Segment Start: Exercise materials

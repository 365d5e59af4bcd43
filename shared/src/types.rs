use chrono::{DateTime, Utc};
use serde::{Deserialize, Serialize};
use serde_json::{Map, Value};

/// Body of a prediction call. The chat flow id travels in the path.
#[derive(Deserialize, Serialize, Debug, Clone, Default, PartialEq)]
#[serde(rename_all = "camelCase")]
pub struct IncomingInput {
    pub question: String,
    #[serde(default, skip_serializing_if = "Option::is_none")]
    pub uploads: Option<Vec<FileUpload>>,
    #[serde(default, skip_serializing_if = "Option::is_none")]
    pub override_config: Option<Map<String, Value>>,
    #[serde(
        rename = "socketIOClientId",
        default,
        skip_serializing_if = "Option::is_none"
    )]
    pub socket_io_client_id: Option<String>,
    #[serde(default, skip_serializing_if = "Option::is_none")]
    pub chat_id: Option<String>,
    /// Only read by the assistant flows.
    #[serde(default, skip_serializing_if = "Option::is_none")]
    pub file_name: Option<String>,
    #[serde(default, skip_serializing_if = "Option::is_none")]
    pub lead_email: Option<String>,
    #[serde(default, skip_serializing_if = "Option::is_none")]
    pub action: Option<Action>,
}

impl IncomingInput {
    pub fn question(question: impl Into<String>) -> Self {
        Self {
            question: question.into(),
            ..Default::default()
        }
    }
}

#[derive(Deserialize, Serialize, Debug, Clone, PartialEq)]
pub struct FileUpload {
    #[serde(default, skip_serializing_if = "Option::is_none")]
    pub data: Option<String>,
    /// `file`, `url` or `audio`.
    #[serde(rename = "type")]
    pub kind: String,
    pub name: String,
    pub mime: String,
}

#[derive(Deserialize, Serialize, Debug, Clone, Default, PartialEq)]
#[serde(rename_all = "camelCase")]
pub struct Action {
    #[serde(default, skip_serializing_if = "Option::is_none")]
    pub id: Option<String>,
    #[serde(default, skip_serializing_if = "Option::is_none")]
    pub mapping: Option<ActionMapping>,
    #[serde(default, skip_serializing_if = "Vec::is_empty")]
    pub elements: Vec<ActionElement>,
    #[serde(default, skip_serializing_if = "Option::is_none")]
    pub data: Option<Value>,
}

#[derive(Deserialize, Serialize, Debug, Clone, Default, PartialEq)]
#[serde(rename_all = "camelCase")]
pub struct ActionMapping {
    #[serde(default, skip_serializing_if = "Option::is_none")]
    pub approve: Option<String>,
    #[serde(default, skip_serializing_if = "Option::is_none")]
    pub reject: Option<String>,
    #[serde(default, skip_serializing_if = "Option::is_none")]
    pub tool_calls: Option<Vec<Value>>,
}

#[derive(Deserialize, Serialize, Debug, Clone, PartialEq)]
pub struct ActionElement {
    #[serde(rename = "type")]
    pub kind: String,
    pub label: String,
}

#[derive(Deserialize, Serialize, Debug, Clone, Default, PartialEq)]
#[serde(rename_all = "camelCase")]
pub struct PredictionResponse {
    #[serde(default)]
    pub text: Option<String>,
    #[serde(default)]
    pub json: Option<Value>,
    #[serde(default)]
    pub question: Option<String>,
    #[serde(default)]
    pub chat_id: Option<String>,
    #[serde(default)]
    pub chat_message_id: Option<String>,
    #[serde(default)]
    pub session_id: Option<String>,
    #[serde(default)]
    pub source_documents: Vec<Value>,
    #[serde(default)]
    pub used_tools: Vec<Value>,
    #[serde(default)]
    pub file_annotations: Vec<Value>,
    #[serde(default)]
    pub agent_reasoning: Vec<Value>,
    #[serde(default)]
    pub artifacts: Vec<Value>,
    #[serde(default)]
    pub action: Option<Action>,
    #[serde(flatten)]
    pub extra: Map<String, Value>,
}

#[derive(Deserialize, Serialize, Debug, Clone, Copy, PartialEq, Eq)]
pub enum FeedbackRating {
    #[serde(rename = "THUMBS_UP")]
    ThumbsUp,
    #[serde(rename = "THUMBS_DOWN")]
    ThumbsDown,
}

#[derive(Deserialize, Serialize, Debug, Clone, PartialEq)]
#[serde(rename_all = "camelCase")]
pub struct FeedbackInput {
    pub chat_id: String,
    pub message_id: String,
    pub rating: FeedbackRating,
    #[serde(default, skip_serializing_if = "Option::is_none")]
    pub content: Option<String>,
}

/// Partial [`FeedbackInput`] for the update call.
#[derive(Deserialize, Serialize, Debug, Clone, Default, PartialEq)]
#[serde(rename_all = "camelCase")]
pub struct FeedbackUpdate {
    #[serde(default, skip_serializing_if = "Option::is_none")]
    pub chat_id: Option<String>,
    #[serde(default, skip_serializing_if = "Option::is_none")]
    pub message_id: Option<String>,
    #[serde(default, skip_serializing_if = "Option::is_none")]
    pub rating: Option<FeedbackRating>,
    #[serde(default, skip_serializing_if = "Option::is_none")]
    pub content: Option<String>,
}

#[derive(Deserialize, Serialize, Debug, Clone, PartialEq)]
#[serde(rename_all = "camelCase")]
pub struct Feedback {
    pub id: String,
    #[serde(default)]
    pub chatflowid: Option<String>,
    pub chat_id: String,
    pub message_id: String,
    pub rating: FeedbackRating,
    #[serde(default)]
    pub content: Option<String>,
    #[serde(default)]
    pub created_date: Option<DateTime<Utc>>,
}

#[derive(Deserialize, Serialize, Debug, Clone, PartialEq)]
#[serde(rename_all = "camelCase")]
pub struct LeadCaptureInput {
    pub chatflowid: String,
    pub chat_id: String,
    #[serde(default, skip_serializing_if = "Option::is_none")]
    pub name: Option<String>,
    #[serde(default, skip_serializing_if = "Option::is_none")]
    pub email: Option<String>,
    #[serde(default, skip_serializing_if = "Option::is_none")]
    pub phone: Option<String>,
}

#[derive(Deserialize, Serialize, Debug, Clone, PartialEq)]
#[serde(rename_all = "camelCase")]
pub struct Lead {
    pub id: String,
    pub chatflowid: String,
    pub chat_id: String,
    #[serde(default)]
    pub name: Option<String>,
    #[serde(default)]
    pub email: Option<String>,
    #[serde(default)]
    pub phone: Option<String>,
    #[serde(default)]
    pub created_date: Option<DateTime<Utc>>,
}

/// Body of the assistant file download call; `question` is always empty.
#[derive(Deserialize, Serialize, Debug, Clone, PartialEq)]
#[serde(rename_all = "camelCase")]
pub struct FileDownloadRequest {
    pub question: String,
    pub chatflow_id: String,
    pub chat_id: String,
    pub file_name: String,
}

impl FileDownloadRequest {
    pub fn new(
        chatflow_id: impl Into<String>,
        chat_id: impl Into<String>,
        file_name: impl Into<String>,
    ) -> Self {
        Self {
            question: String::new(),
            chatflow_id: chatflow_id.into(),
            chat_id: chat_id.into(),
            file_name: file_name.into(),
        }
    }
}

#[derive(Deserialize, Serialize, Debug, Clone, Copy, PartialEq, Eq)]
#[serde(rename_all = "camelCase")]
pub struct StreamingAvailability {
    pub is_streaming: bool,
}

pub type ChatbotConfig = Map<String, Value>;

#[derive(Deserialize, Serialize, Debug, Clone, PartialEq)]
#[serde(rename_all = "camelCase")]
pub struct UploadedAttachment {
    pub name: String,
    pub mime_type: String,
    pub size: u64,
    #[serde(default)]
    pub content: String,
}

#[derive(Deserialize, Serialize, Debug, Clone, Default, PartialEq)]
#[serde(rename_all = "camelCase")]
pub struct UpsertResult {
    #[serde(default)]
    pub num_added: u64,
    #[serde(default)]
    pub num_deleted: u64,
    #[serde(default)]
    pub num_updated: u64,
    #[serde(default)]
    pub num_skipped: u64,
    #[serde(default)]
    pub added_docs: Vec<Value>,
}

#[derive(Deserialize, Serialize, Debug, Clone, Copy, PartialEq, Eq)]
#[serde(rename_all = "SCREAMING_SNAKE_CASE")]
pub enum DocumentStoreStatus {
    Empty,
    Sync,
    Syncing,
    Stale,
    New,
    Upserting,
    Upserted,
}

#[derive(Deserialize, Serialize, Debug, Clone, PartialEq)]
#[serde(rename_all = "camelCase")]
pub struct DocumentStore {
    pub id: String,
    pub name: String,
    #[serde(default)]
    pub description: String,
    /// JSON-encoded loader list, as stored by the server.
    #[serde(default)]
    pub loaders: String,
    #[serde(default)]
    pub where_used: String,
    pub status: DocumentStoreStatus,
    #[serde(default)]
    pub vector_store_config: Option<String>,
    #[serde(default)]
    pub embedding_config: Option<String>,
    #[serde(default)]
    pub record_manager_config: Option<String>,
    pub created_date: DateTime<Utc>,
    pub updated_date: DateTime<Utc>,
}

#[derive(Deserialize, Serialize, Debug, Clone, PartialEq)]
#[serde(rename_all = "camelCase")]
pub struct DocumentStoreFileChunk {
    pub id: String,
    pub doc_id: String,
    pub store_id: String,
    pub chunk_no: i64,
    pub page_content: String,
    #[serde(default)]
    pub metadata: Value,
}

#[derive(Deserialize, Serialize, Debug, Clone, PartialEq)]
#[serde(rename_all = "camelCase")]
pub struct DocumentFile {
    pub id: String,
    #[serde(default)]
    pub loader_id: Option<String>,
    #[serde(default)]
    pub loader_name: Option<String>,
    #[serde(default)]
    pub splitter_name: Option<String>,
    #[serde(default)]
    pub total_chunks: Option<u64>,
    #[serde(default)]
    pub total_chars: Option<u64>,
    #[serde(default)]
    pub status: Option<DocumentStoreStatus>,
    #[serde(default)]
    pub source: Option<String>,
    #[serde(flatten)]
    pub extra: Map<String, Value>,
}

#[derive(Deserialize, Serialize, Debug, Clone, PartialEq)]
#[serde(rename_all = "camelCase")]
pub struct DocumentChunksPage {
    #[serde(default)]
    pub chunks: Vec<DocumentStoreFileChunk>,
    #[serde(default)]
    pub count: u64,
    #[serde(default)]
    pub file: Option<DocumentFile>,
    #[serde(default)]
    pub current_page: u64,
    #[serde(default)]
    pub store_name: Option<String>,
    #[serde(default)]
    pub description: Option<String>,
}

Segment End: Exercise materials

Activity:
Please determine how many lines in the entries contain the word "question" and reply with that figure alone.

Your solution:
7